昭和54年(1979) 綾傘鉾が再興され巡行に参加。
・「京都祇園祭の山鉾行事」が重要無形民族文化財に指定。
・全国山鉾・屋台・山車等保存連合会設立。祇園祭山鉾連合会(京都市)、高岡御車保存会(高岡市)、高山屋台保存会(高山市)、秩父祭保存委員会(秩父市)、日立郷土芸能保存会(日立市)の五団体で構成され、初年度は開催地の高山が当番幹事を務め、一年ごとの持ち回りで幹事を務めることとし、次年度は当連合会が指名された。
 

昭和55年(1980) ・9月より翌年4月まで、講師に林屋辰三郎氏ほか10名を迎え、『講座祇園祭』を開催。

昭和56年(1981) 囃子方講習会、笛方講習会を開催。
・蟷螂山(とうろうやま)が再興され、巡行に参加。

昭和57年(1982) 祇園祭山鉾染色品新調制度発足。
・京都府選定技術者認定制度新設(川島織物、龍村美術織物)。

昭和58年(1983) ・山鉾曳き手ランティア参加。

昭和59年(1984) ・三井京都文化財展示室開室。

昭和60年(1985) ・京都府伝統行催事事功労者表彰制度新設。

昭和62年(1987) ・祇園祭後継者養成事業(3年間)始まる。

昭和63年(1988) ・四条傘鉾(しじょうかさぼこ)が再興され、巡行に参加。

平成元年(1989) ・囃子方研修会開催。

平成 2年(1990) ・四条傘鉾、巡行不参加。

平成 4年(1992) 「財団法人祇園祭山鉾連合会」設立。

平成 5年(1993) ・祇園祭山鉾装飾品等審議会・祇園祭山鉾装飾品等専門委員会設置。

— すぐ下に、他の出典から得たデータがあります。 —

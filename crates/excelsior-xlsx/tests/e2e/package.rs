//! Loading and saving whole packages

use crate::*;
use excelsior_core::{CellValue, FontPatch, StylePatch};
use excelsior_xlsx::{Compression, Package, SaveOptions};
use pretty_assertions::assert_eq;

/// One sheet, no styles part and no shared strings part
fn bare_workbook() -> Vec<u8> {
    build(&[
        (
            "[Content_Types].xml",
            content_types(&[
                ("xl/workbook.xml", "sheet.main"),
                ("xl/worksheets/sheet1.xml", "worksheet"),
            ]),
        ),
        ("_rels/.rels", ROOT_RELS.to_string()),
        (
            "xl/workbook.xml",
            format!(
                r#"<workbook xmlns="{}" xmlns:r="{}"><sheets><sheet name="Only" sheetId="1" r:id="rId1"/></sheets></workbook>"#,
                MAIN_NS, REL_NS
            ),
        ),
        (
            "xl/_rels/workbook.xml.rels",
            relationships(&[("worksheet", "worksheets/sheet1.xml")]),
        ),
        (
            "xl/worksheets/sheet1.xml",
            format!(
                r#"<worksheet xmlns="{}"><sheetData><row r="1"><c r="A1"><v>7</v></c></row></sheetData></worksheet>"#,
                MAIN_NS
            ),
        ),
    ])
}

#[test]
fn test_missing_tables_are_created_on_save() {
    let mut package = Package::from_bytes(bare_workbook()).unwrap();
    {
        let ctx = package.context("Only").unwrap();
        assert_eq!(ctx.sheet.value(0, 0), Some(&CellValue::Number(7.0)));
        ctx.sheet.set_text(1, 0, "added", ctx.strings);
        let bold = ctx
            .styles
            .merge_partial(0, &StylePatch::new().font(FontPatch::new().bold(true)));
        ctx.sheet.set_style(1, 0, bold);
    }
    let bytes = package.to_bytes(&SaveOptions::default()).unwrap();

    let names = part_names(&bytes);
    assert!(names.contains(&"xl/sharedStrings.xml".to_string()));
    assert!(names.contains(&"xl/styles.xml".to_string()));

    let types = read_part(&bytes, "[Content_Types].xml").unwrap();
    assert!(types.contains(r#"PartName="/xl/sharedStrings.xml""#));
    assert!(types.contains(r#"PartName="/xl/styles.xml""#));
    let rels = read_part(&bytes, "xl/_rels/workbook.xml.rels").unwrap();
    assert!(rels.contains(r#"Target="sharedStrings.xml""#));
    assert!(rels.contains(r#"Target="styles.xml""#));

    let mut reopened = Package::from_bytes(bytes).unwrap();
    let ctx = reopened.context("Only").unwrap();
    let idx = match ctx.sheet.value(1, 0) {
        Some(CellValue::SharedString(idx)) => *idx,
        other => panic!("expected a shared string, got {:?}", other),
    };
    assert_eq!(ctx.strings.get(idx), Some("added"));
    let style = ctx.sheet.style_at(1, 0);
    assert!(ctx.styles.get(style).unwrap().font.bold);
}

#[test]
fn test_unedited_entries_keep_their_compressed_bytes() {
    let source = bare_workbook();
    let before = raw_entries(&source);

    let mut package = Package::from_bytes(source).unwrap();
    package.context("Only").unwrap().sheet.set_value(0, 1, CellValue::Boolean(true));
    let options = SaveOptions::new().compression(Compression::Stored);
    let after = raw_entries(&package.to_bytes(&options).unwrap());

    for name in ["[Content_Types].xml", "_rels/.rels", "xl/workbook.xml", "xl/_rels/workbook.xml.rels"] {
        assert_eq!(before[name], after[name], "{}", name);
    }
    // regenerated with the requested compression: stored bytes are the XML
    let sheet = String::from_utf8(after["xl/worksheets/sheet1.xml"].clone()).unwrap();
    assert!(sheet.contains(r#"<c r="B1" t="b"><v>1</v></c>"#), "{}", sheet);
}

#[test]
fn test_save_to_disk_twice() {
    let dir = tempfile::tempdir().unwrap();
    let path = dir.path().join("book.xlsx");

    let mut package = Package::from_bytes(bare_workbook()).unwrap();
    package.context("Only").unwrap().sheet.set_value(4, 0, CellValue::Number(1.5));
    package.save(&path, &SaveOptions::default()).unwrap();
    package.save(&path, &SaveOptions::default()).unwrap();

    let mut reopened = Package::open(&path).unwrap();
    let ctx = reopened.context("Only").unwrap();
    assert_eq!(ctx.sheet.value(4, 0), Some(&CellValue::Number(1.5)));
    assert_eq!(ctx.sheet.max_row(), Some(4));
}

#[test]
fn test_broken_packages() {
    let no_workbook = build(&[
        ("[Content_Types].xml", content_types(&[])),
        ("_rels/.rels", ROOT_RELS.to_string()),
    ]);
    let err = Package::from_bytes(no_workbook).unwrap_err();
    assert!(err.to_string().contains("xl/workbook.xml"), "{}", err);

    let no_types = build(&[("_rels/.rels", ROOT_RELS.to_string())]);
    assert!(Package::from_bytes(no_types).is_err());
}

平成 6年(1994) 京都新聞社の協力を得て、京都府文化博物館において「祇園祭大展〜山鉾名宝を中心に〜」を開催。  

平成 7年(1995) ・巡行時間の間延びを正常化するため、山鉾間に役員を配置し巡行時間を計測する。

平成 8年(1996) ・傘鉾2基の巡行順番をシードして、籤取りを行い、7番目と15番目の順位とした。

平成 9年(1997) 整然巡行を実行するため全山鉾を午前9時に四条烏丸に集合させる。
・CD-ROMによる祇園祭記念保存第一巻「京都・山鉾・祇園祭」を、財団法人祇園祭山鉾連合会・監修にて、NEC・京都新聞社により製作。京都市教育委員を通じ、京都市内小学校・中学校へ寄贈。
 

平成10年(1998) ・京都市自治100年記念事業「祇園祭の美〜祭を支えた人と技」に協力。

平成12年(2000) CD-ROMによる祇園祭装飾品記録保存第二巻「祇園祭〜動く美術館」が、財団法人祇園祭山鉾連合会・監修にて、NEC・京都新聞社により製作。  

平成14年(2002) 5月、三井京都文化財展示室閉室。
・7月、「全国山・鉾・屋台保存連合会」の部会である「祭屋台等製作修理技術者会」が、「選定保存技術保存団体」として、文部科学大臣より認定を受け、会則に基づき、財団法人山鉾連合会理事長が会長職に任命された。
 

平成15年(2003) 三井京都文化財展示室閉室にともない、これに代わる展示調査策として、5月、北観音山の金工品を中心とする「祇園祭・錺職人の技展〜北観音山の美術工芸品〜」を、北観音山保存会・京都芸術センター・祇園祭山鉾連合会共催で、京都芸術センターにて開催。  

平成16年(2004) 9月、「祇園祭・錺職人の技展〜岩戸山の美術工芸品〜」が岩戸山保存会・京都芸術センター共催で、京都芸術センターにて開催され、祇園祭山鉾連合会は、金工品調査を兼ねて、これに協力。  

平成17年(2005) 9月、「祇園祭・錺職人の技展〜月鉾の美術工芸品〜」が月鉾保存会・京都芸術センター共催で、京都芸術センターにて開催され、当祇園祭山鉾連合会は、金工品調査を兼ねて、これに協力。
・10月、全国山・鉾・屋台保存連合第27回総会が、当祇園祭山鉾連合会が当番会員をつとめ、12年ぶりに京都にて開催された。